----- Record extracts -----
//! Model Context Protocol (MCP) Integration
//!
//! stdio JSON-RPC 2.0 server exposing the graph query tools to AI agents.
//!
//! # Usage
//!
//! ```json
//! {
//!   "jsonrpc": "2.0",
//!   "id": 1,
//!   "method": "tools/call",
//!   "params": {
//!     "name": "find_connections",
//!     "arguments": { "entity_name": "alice", "min_strength": 5 }
//!   }
//! }
//! ```

pub mod handlers;
pub mod server;
pub mod types;

pub use server::{handle_request, run_mcp_server, serve};
pub use types::{MCPError, MCPRequest, MCPResponse, RequestId};
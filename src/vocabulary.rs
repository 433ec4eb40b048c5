//! Static word lists and sentence templates the generator samples from

/// Descriptive terms drawn at random into the keyword list
pub const KEYWORD_POOL: [&str; 8] = [
    "পেশাদার",
    "উচ্চ মানের",
    "স্টক",
    "ডিজিটাল",
    "সৃজনশীল",
    "আধুনিক",
    "অনন্য",
    "আকর্ষণীয়",
];

/// Description sentences. Each placeholder occurs at most once per template.
pub const DESCRIPTION_TEMPLATES: [&str; 3] = [
    "এই {type} হল {platform} এর জন্য অপ্টিমাইজ করা একটি পেশাদার {quality} মানের আইটেম।",
    "{type} যা সমস্ত স্টক ফটো প্ল্যাটফর্মের জন্য উপযুক্ত এবং সার্চ ইঞ্জিনের জন্য সম্পূর্ণভাবে অপ্টিমাইজ করা।",
    "এটি একটি {quality} {type} যা {platform} এ বিক্রয় বৃদ্ধির জন্য ডিজাইন করা হয়েছে।",
];

pub const TYPE_PLACEHOLDER: &str = "{type}";
pub const PLATFORM_PLACEHOLDER: &str = "{platform}";
pub const QUALITY_PLACEHOLDER: &str = "{quality}";

/// Fixed quality phrase used in titles and descriptions
pub const QUALITY_LABEL: &str = "পেশাদার মানের";

/// Used when `imageType` is empty
pub const DEFAULT_TYPE: &str = "ছবি";

/// Used when `platform` is empty
pub const DEFAULT_PLATFORM: &str = "সব প্ল্যাটফর্ম";

/// Marketing terms appended after the type and platform keywords
pub const MARKETING_KEYWORDS: [&str; 5] = [
    "stock",
    "image",
    "creative",
    "professional",
    "high-quality",
];

/// Maximum number of comma separated extra keywords taken from settings
pub const MAX_EXTRA_KEYWORDS: usize = 3;
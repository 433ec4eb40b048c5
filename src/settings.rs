//! Generation rules supplied by the caller

use serde::{Deserialize, Serialize};

use crate::vocabulary::{DEFAULT_PLATFORM, DEFAULT_TYPE};

/// Rules controlling title, description and keyword generation.
///
/// The three length fields are required when deserializing. Everything else
/// defaults to "off" / empty. A zero or negative length is accepted and
/// produces empty output rather than an error. Field names serialize in
/// camelCase (`titleLength`, `prefixText`, ...).
#[derive(Debug, Clone, PartialEq, Eq, Serialize, Deserialize)]
#[serde(rename_all = "camelCase")]
pub struct Settings {
    /// Hard cap on title length, in characters
    pub title_length: i64,
    /// Hard cap on description length, in characters
    pub description_length: i64,
    /// Upper bound on the number of keywords
    pub keywords_count: i64,
    #[serde(default)]
    pub image_type: String,
    #[serde(default)]
    pub platform: String,
    #[serde(default)]
    pub prefix: bool,
    #[serde(default)]
    pub prefix_text: String,
    #[serde(default)]
    pub suffix: bool,
    #[serde(default)]
    pub suffix_text: String,
    /// Appends `negative_title_text` to the description; it does not filter anything
    #[serde(default)]
    pub negative_title: bool,
    #[serde(default)]
    pub negative_title_text: String,
    /// Appends up to three comma separated terms to the keywords
    #[serde(default)]
    pub negative_keywords: bool,
    #[serde(default)]
    pub negative_keywords_text: String,
}

impl Default for Settings {
    fn default() -> Self {
        Self {
            title_length: 70,
            description_length: 150,
            keywords_count: 30,
            image_type: String::new(),
            platform: String::new(),
            prefix: false,
            prefix_text: String::new(),
            suffix: false,
            suffix_text: String::new(),
            negative_title: false,
            negative_title_text: String::new(),
            negative_keywords: false,
            negative_keywords_text: String::new(),
        }
    }
}

impl Settings {
    /// Title cap with negative values treated as zero
    pub fn title_cap(&self) -> usize {
        clamp_cap(self.title_length)
    }

    pub fn description_cap(&self) -> usize {
        clamp_cap(self.description_length)
    }

    pub fn keyword_cap(&self) -> usize {
        clamp_cap(self.keywords_count)
    }

    /// The item type label, falling back to the default when unset
    pub fn type_label(&self) -> &str {
        non_empty_or(&self.image_type, DEFAULT_TYPE)
    }

    /// The marketplace label, falling back to the default when unset
    pub fn platform_label(&self) -> &str {
        non_empty_or(&self.platform, DEFAULT_PLATFORM)
    }

    pub fn prefix_decoration(&self) -> Option<&str> {
        enabled_text(self.prefix, &self.prefix_text)
    }

    pub fn suffix_decoration(&self) -> Option<&str> {
        enabled_text(self.suffix, &self.suffix_text)
    }

    pub fn description_addition(&self) -> Option<&str> {
        enabled_text(self.negative_title, &self.negative_title_text)
    }

    pub fn extra_keywords(&self) -> Option<&str> {
        enabled_text(self.negative_keywords, &self.negative_keywords_text)
    }
}

fn clamp_cap(value: i64) -> usize {
    usize::try_from(value).unwrap_or(0)
}

fn non_empty_or<'a>(value: &'a str, fallback: &'a str) -> &'a str {
    if value.is_empty() { fallback } else { value }
}

fn enabled_text(flag: bool, text: &str) -> Option<&str> {
    (flag && !text.is_empty()).then_some(text)
}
-----
Provide the number of lines above in which the word "unset" appears, with no further words.

**Solution to this problem**.
2